async fn list_jobs(
    State(state): State<ServerState>,
    Query(query): Query<ListJobsQuery>,
) -> Result<Json<Vec<Job>>> {
    let status = query
        .status
        .map(|s| {
            JobStatus::from_str(&s)
                .map_err(|_| NexusError::Validation(format!("unknown status: {s}")))
        })
        .transpose()?;
    let filter = JobFilter {
        status,
        gpu_index: query.gpu_index,
        command_regex: query.command_regex,
        limit: query.limit,
        offset: query.offset,
    };
    Ok(Json(state.store.list_jobs(&filter)?))
}

async fn submit_job(
    State(state): State<ServerState>,
    Json(request): Json<JobRequest>,
) -> Result<(StatusCode, Json<Job>)> {
    let id = engine::generate_id(&state.store)?;
    let job = create_job(request, id, &state.config.node_name)?;
    state.store.add_job(&job)?;
    Ok((StatusCode::CREATED, Json(job)))
}

async fn get_job(State(state): State<ServerState>, Path(id): Path<String>) -> Result<Json<Job>> {
    Ok(Json(state.store.get_job(&id)?))
}

async fn patch_job(
    State(state): State<ServerState>,
    Path(id): Path<String>,
    Json(patch): Json<JobPatch>,
) -> Result<Json<Job>> {
    let mut job = state.store.get_job(&id)?;
    if job.status != JobStatus::Queued {
        return Err(NexusError::Conflict(format!("job {id} is not queued")));
    }
    if let Some(command) = patch.command {
        if command.trim().is_empty() {
            return Err(NexusError::Validation("command must not be empty".into()));
        }
        job.command = command.into();
    }
    if let Some(priority) = patch.priority {
        job.priority = priority;
    }
    state.store.update_job(&job)?;
    Ok(Json(job))
}

async fn delete_job(State(state): State<ServerState>, Path(id): Path<String>) -> Result<StatusCode> {
    state.store.delete_job(&id)?;
    Ok(StatusCode::NO_CONTENT)
}

async fn kill_job(State(state): State<ServerState>, Path(id): Path<String>) -> Result<StatusCode> {
    let mut job = state.store.get_job(&id)?;
    if job.status != JobStatus::Running {
        return Err(NexusError::Conflict(format!("job {id} is not running")));
    }
    job.marked_for_kill = true;
    state.store.update_job(&job)?;
    Ok(StatusCode::NO_CONTENT)
}

#[derive(Serialize)]
struct JobLogsResponse {
    logs: String,
}

async fn job_logs(
    State(state): State<ServerState>,
    Path(id): Path<String>,
    Query(query): Query<LogsQuery>,
) -> Result<Json<JobLogsResponse>> {
    let job = state.store.get_job(&id)?;
    let dir = job
        .dir
        .clone()
        .ok_or_else(|| NexusError::NotFound(format!("job {id} has no logs yet")))?;
    let contents = std::fs::read_to_string(dir.join("output.log"))
        .map_err(|e| NexusError::NotFound(format!("no log file for job {id}: {e}")))?;
    let logs = match query.last_n_lines {
        Some(n) => {
            let lines: Vec<&str> = contents.lines().collect();
            let skip = lines.len().saturating_sub(n);
            lines[skip..].join("\n")
        }
        None => contents,
    };
    Ok(Json(JobLogsResponse { logs }))
}

#[derive(Serialize)]
struct JobEvent {
    at: f64,
    event_type: String,
    detail: Option<String>,
}

async fn job_events(
    State(state): State<ServerState>,
    Path(id): Path<String>,
) -> Result<Json<Vec<JobEvent>>> {
    state.store.get_job(&id)?;
    let events = state
        .store
        .job_events(&id)?
        .into_iter()
        .map(|(at, event_type, detail)| JobEvent { at, event_type, detail })
        .collect();
    Ok(Json(events))
}

async fn gpu_statuses(state: &ServerState) -> Result<Vec<GpuStatus>> {
    let gpus = state
        .gpu_probe
        .snapshot(false)
        .map_err(|e| NexusError::Internal(e.to_string()))?;
    let blacklist = state.store.list_blacklist()?;
    let running = state.store.list_jobs(&JobFilter {
        status: Some(JobStatus::Running),
        ..Default::default()
    })?;
    let busy_by_gpu: std::collections::HashMap<u32, String> = running
        .into_iter()
        .flat_map(|j| j.gpu_idxs.iter().map(|g| (*g, j.id.clone())).collect::<Vec<_>>())
        .collect();

    Ok(gpus
        .into_iter()
        .map(|g| GpuStatus {
            index: g.index,
            name: g.name,
            memory_total_mb: g.memory_total_mb,
            memory_used_mb: g.memory_used_mb,
            blacklisted: blacklist.contains(&g.index),
            running_job_id: busy_by_gpu.get(&g.index).cloned(),
        })
        .collect())
}

async fn list_gpus(State(state): State<ServerState>) -> Result<Json<Vec<GpuStatus>>> {
    Ok(Json(gpu_statuses(&state).await?))
}

async fn single_gpu_status(state: &ServerState, idx: u32) -> Result<GpuStatus> {
    gpu_statuses(state)
        .await?
        .into_iter()
        .find(|g| g.index == idx)
        .ok_or_else(|| NexusError::NotFound(format!("gpu {idx}")))
}

#[derive(Serialize)]
struct GpuStatus {
    index: u32,
    name: String,
    memory_total_mb: u64,
    memory_used_mb: u64,
    blacklisted: bool,
    running_job_id: Option<String>,
}

async fn blacklist_gpu(
    State(state): State<ServerState>,
    Path(idx): Path<u32>,
) -> Result<Json<GpuStatus>> {
    state.store.set_blacklist(idx, true)?;
    Ok(Json(single_gpu_status(&state, idx).await?))
}

async fn unblacklist_gpu(
    State(state): State<ServerState>,
    Path(idx): Path<u32>,
) -> Result<Json<GpuStatus>> {
    state.store.set_blacklist(idx, false)?;
    Ok(Json(single_gpu_status(&state, idx).await?))
}

#[derive(Deserialize)]
struct HealthQuery {
    #[serde(default)]
    detailed: bool,
    #[serde(default)]
    refresh: bool,
}

#[derive(Serialize)]
struct HealthResponse {
    status: &'static str,
    pid: u32,
    #[serde(skip_serializing_if = "Option::is_none")]
    detail: Option<crate::health::HealthSample>,
    #[serde(skip_serializing_if = "Option::is_none")]
    gpus: Option<Vec<crate::gpu::GpuInfo>>,
}

async fn health(
    State(state): State<ServerState>,
    Query(query): Query<HealthQuery>,
) -> Result<Json<HealthResponse>> {
    let gpus = if query.detailed {
        Some(
            state
                .gpu_probe
                .snapshot(query.refresh)
                .map_err(|e| NexusError::Internal(e.to_string()))?,
        )
    } else {
        None
    };
    Ok(Json(HealthResponse {
        status: "ok",
        pid: std::process::id(),
        detail: query.detailed.then(crate::health::sample),
        gpus,
    }))
}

# # #

» **Task item**
Every line that holds the word "struct" should be copied from the records.

» **Result**
struct JobLogsResponse {
struct JobEvent {
struct GpuStatus {
struct HealthQuery {
struct HealthResponse {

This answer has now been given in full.